WHAT YOU HAVE TO DO - Counting every line in the records below that holds "action", give the total and add nothing.
(THE DATA)
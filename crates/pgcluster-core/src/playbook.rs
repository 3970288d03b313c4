//! Ansible playbook rendering.
//!
//! The playbook is a typed task list serialized with serde_yaml. Tuning
//! values are validated before they reach the model, and every
//! primary-only or replica-only task carries a `when` guard on the group
//! names from [`crate::inventory`]. Replica rebuild tasks are also skipped
//! on hosts that already run as a standby, so the playbook can be rerun.

use crate::config::PostgresConfig;
use crate::error::Result;
use crate::inventory::{PRIMARY_GROUP, REPLICA_GROUP};
use crate::types::{Tuning, TuningRequest};
use serde::Serialize;
use serde_yaml::{Mapping, Value};
use std::collections::BTreeMap;
use std::path::Path;

/// Rendered playbook text.
#[derive(Debug, Clone, PartialEq, Eq)]
pub struct ConfigurationScript {
    pub text: String,
}

impl ConfigurationScript {
    pub fn write(&self, path: &Path) -> Result<()> {
        crate::io::atomic_write(path, self.text.as_bytes())?;
        tracing::info!(path = %path.display(), "playbook written");
        Ok(())
    }
}

// ---------------------------------------------------------------------------
// Model
// ---------------------------------------------------------------------------

#[derive(Debug, Clone, Copy, PartialEq, Eq)]
enum Target {
    All,
    Primary,
    Replica,
}

/// Registered result of the `standby.signal` check on replicas.
const STANDBY_FACT: &str = "standby";

impl Target {
    fn when(self) -> Option<String> {
        match self {
            Target::All => None,
            Target::Primary => Some(format!("'{PRIMARY_GROUP}' in group_names")),
            Target::Replica => Some(format!("'{REPLICA_GROUP}' in group_names")),
        }
    }
}

#[derive(Serialize)]
struct Play {
    name: &'static str,
    hosts: &'static str,
    #[serde(rename = "become")]
    become_root: bool,
    tasks: Vec<Task>,
}

#[derive(Serialize)]
struct Task {
    name: String,
    #[serde(flatten)]
    action: Mapping,
    #[serde(rename = "loop", skip_serializing_if = "Option::is_none")]
    loop_items: Option<Value>,
    #[serde(rename = "become", skip_serializing_if = "Option::is_none")]
    become_root: Option<bool>,
    #[serde(skip_serializing_if = "Option::is_none")]
    become_user: Option<String>,
    #[serde(skip_serializing_if = "Option::is_none")]
    environment: Option<BTreeMap<String, String>>,
    #[serde(skip_serializing_if = "Option::is_none")]
    register: Option<String>,
    /// A single condition, or a list that must all hold.
    #[serde(skip_serializing_if = "Option::is_none")]
    when: Option<Value>,
}

impl Task {
    fn new(name: impl Into<String>, target: Target, module: &str, args: Value) -> Self {
        let mut action = Mapping::new();
        action.insert(Value::from(module), args);
        Self {
            name: name.into(),
            action,
            loop_items: None,
            become_root: None,
            become_user: None,
            environment: None,
            register: None,
            when: target.when().map(Value::String),
        }
    }

    fn looping(mut self, items: Value) -> Self {
        self.loop_items = Some(items);
        self
    }

    fn as_root(mut self) -> Self {
        self.become_root = Some(true);
        self
    }

    fn as_user(mut self, user: &str) -> Self {
        self.become_root = Some(true);
        self.become_user = Some(user.to_string());
        self
    }

    fn registering(mut self, fact: &str) -> Self {
        self.register = Some(fact.to_string());
        self
    }

    /// Add a condition on top of the target guard.
    fn also_when(mut self, condition: String) -> Self {
        let mut conditions = match self.when.take() {
            Some(Value::Sequence(seq)) => seq,
            Some(other) => vec![other],
            None => Vec::new(),
        };
        conditions.push(Value::String(condition));
        self.when = Some(Value::Sequence(conditions));
        self
    }

    fn with_env(mut self, key: &str, value: &str) -> Self {
        self.environment
            .get_or_insert_with(BTreeMap::new)
            .insert(key.to_string(), value.to_string());
        self
    }
}

/// Build a YAML mapping from `(key, value)` pairs, preserving order.
fn map<const N: usize>(pairs: [(&str, Value); N]) -> Value {
    let mut m = Mapping::new();
    for (k, v) in pairs {
        m.insert(Value::from(k), v);
    }
    Value::Mapping(m)
}

fn s(text: impl Into<String>) -> Value {
    Value::String(text.into())
}

fn line_in_file(path: &str, regexp: &str, line: String) -> Value {
    map([("path", s(path)), ("regexp", s(regexp)), ("line", s(line))])
}

// ---------------------------------------------------------------------------
// Rendering
// ---------------------------------------------------------------------------

/// Validate `tuning` and render the cluster playbook.
pub fn render(tuning: &TuningRequest, pg: &PostgresConfig) -> Result<ConfigurationScript> {
    let tuning = tuning.validate()?;
    let plays = vec![Play {
        name: "Set up PostgreSQL primary/replica cluster",
        hosts: "all",
        become_root: true,
        tasks: tasks(&tuning, pg),
    }];
    let text = serde_yaml::to_string(&plays)?;
    Ok(ConfigurationScript {
        text: format!("---\n{text}"),
    })
}

fn tasks(tuning: &Tuning, pg: &PostgresConfig) -> Vec<Task> {
    let conf = format!("{}/postgresql.conf", pg.conf_dir());
    let hba = format!("{}/pg_hba.conf", pg.conf_dir());
    let data_dir = pg.data_dir();

    let mut tasks = vec![
        // -- all hosts -------------------------------------------------------
        Task::new(
            "Install PostgreSQL and support packages",
            Target::All,
            "apt",
            map([
                ("update_cache", Value::Bool(true)),
                (
                    "name",
                    Value::Sequence(vec![
                        s("postgresql"),
                        s("postgresql-contrib"),
                        s("acl"),
                        s("python3-psycopg2"),
                    ]),
                ),
                ("state", s("present")),
            ]),
        ),
        Task::new(
            "Ensure PostgreSQL is running and enabled",
            Target::All,
            "systemd",
            map([
                ("name", s("postgresql")),
                ("state", s("started")),
                ("enabled", Value::Bool(true)),
            ]),
        ),
        Task::new(
            "Set max_connections",
            Target::All,
            "lineinfile",
            line_in_file(
                &conf,
                "^#?max_connections",
                format!("max_connections = {}", tuning.max_connections),
            ),
        ),
        Task::new(
            "Set shared_buffers",
            Target::All,
            "lineinfile",
            line_in_file(
                &conf,
                "^#?shared_buffers",
                format!("shared_buffers = '{}'", tuning.shared_buffers),
            ),
        ),
    ];

    // -- primary only ---------------------------------------------------------
    tasks.push(
        Task::new(
            "Enable replication settings",
            Target::Primary,
            "lineinfile",
            map([
                ("path", s(conf.as_str())),
                ("regexp", s("{{ item.regexp }}")),
                ("line", s("{{ item.line }}")),
            ]),
        )
        .looping(Value::Sequence(vec![
            map([("regexp", s("^#?wal_level")), ("line", s("wal_level = logical"))]),
            map([("regexp", s("^#?wal_log_hints")), ("line", s("wal_log_hints = on"))]),
            map([
                ("regexp", s("^#?max_wal_senders")),
                ("line", s(format!("max_wal_senders = {}", pg.max_wal_senders))),
            ]),
            map([
                ("regexp", s("^#?listen_addresses")),
                ("line", s("listen_addresses = '*'")),
            ]),
        ])),
    );
    tasks.push(
        Task::new(
            "Allow replication connections from replicas",
            Target::Primary,
            "lineinfile",
            map([
                ("path", s(hba.as_str())),
                (
                    "line",
                    s(format!("host replication {} {{{{ item }}}}/32 md5", pg.replication_user)),
                ),
            ]),
        )
        .looping(s(format!(
            "{{{{ groups['{REPLICA_GROUP}'] | default([]) | map('extract', hostvars, 'ansible_host') | list }}}}"
        ))),
    );
    tasks.push(
        Task::new(
            "Create replication role",
            Target::Primary,
            "postgresql_user",
            map([
                ("name", s(pg.replication_user.as_str())),
                ("password", s(pg.replication_password.as_str())),
                ("role_attr_flags", s("REPLICATION")),
                ("state", s("present")),
            ]),
        )
        .as_user("postgres"),
    );
    tasks.push(Task::new(
        "Restart PostgreSQL on primary",
        Target::Primary,
        "systemd",
        map([("name", s("postgresql")), ("state", s("restarted"))]),
    ));

    // -- replica only ---------------------------------------------------------
    // A replica that already has standby.signal was built by an earlier run;
    // wiping it again would also collide with its existing replication slot.
    let fresh = format!("not {STANDBY_FACT}.stat.exists");
    tasks.push(
        Task::new(
            "Check for existing standby",
            Target::Replica,
            "stat",
            map([("path", s(format!("{data_dir}/standby.signal")))]),
        )
        .as_root()
        .registering(STANDBY_FACT),
    );
    tasks.push(
        Task::new(
            "Stop PostgreSQL on replica",
            Target::Replica,
            "systemd",
            map([("name", s("postgresql")), ("state", s("stopped"))]),
        )
        .also_when(fresh.clone()),
    );
    tasks.push(
        Task::new(
            "Clear replica data directory",
            Target::Replica,
            "file",
            map([("path", s(data_dir.as_str())), ("state", s("absent"))]),
        )
        .as_root()
        .also_when(fresh.clone()),
    );
    tasks.push(
        Task::new(
            "Derive replication slot name",
            Target::Replica,
            "set_fact",
            map([(
                "replication_slot_name",
                s("replica_{{ inventory_hostname | regex_replace('-', '_') }}"),
            )]),
        )
        .also_when(fresh.clone()),
    );
    tasks.push(
        Task::new(
            "Base backup from primary",
            Target::Replica,
            "command",
            s(format!(
                "pg_basebackup -h {{{{ hostvars[groups['{PRIMARY_GROUP}'][0]].ansible_host }}}} \
                 -U {user} -X stream -C -S {{{{ replication_slot_name }}}} -v -R -D {data_dir}/",
                user = pg.replication_user,
            )),
        )
        .as_user("postgres")
        .with_env("PGPASSWORD", &pg.replication_password)
        .also_when(fresh),
    );
    tasks.push(
        Task::new(
            "Ensure data directory ownership",
            Target::Replica,
            "file",
            map([
                ("path", s(data_dir.as_str())),
                ("state", s("directory")),
                ("owner", s("postgres")),
                ("group", s("postgres")),
                ("mode", s("0700")),
                ("recurse", Value::Bool(true)),
            ]),
        )
        .as_root(),
    );
    tasks.push(Task::new(
        "Start PostgreSQL on replica",
        Target::Replica,
        "systemd",
        map([("name", s("postgresql")), ("state", s("started"))]),
    ));

    tasks
}

// ---------------------------------------------------------------------------
// Tests
// ---------------------------------------------------------------------------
(End THE DATA)
SOLUTION TO THIS PROBLEM - 4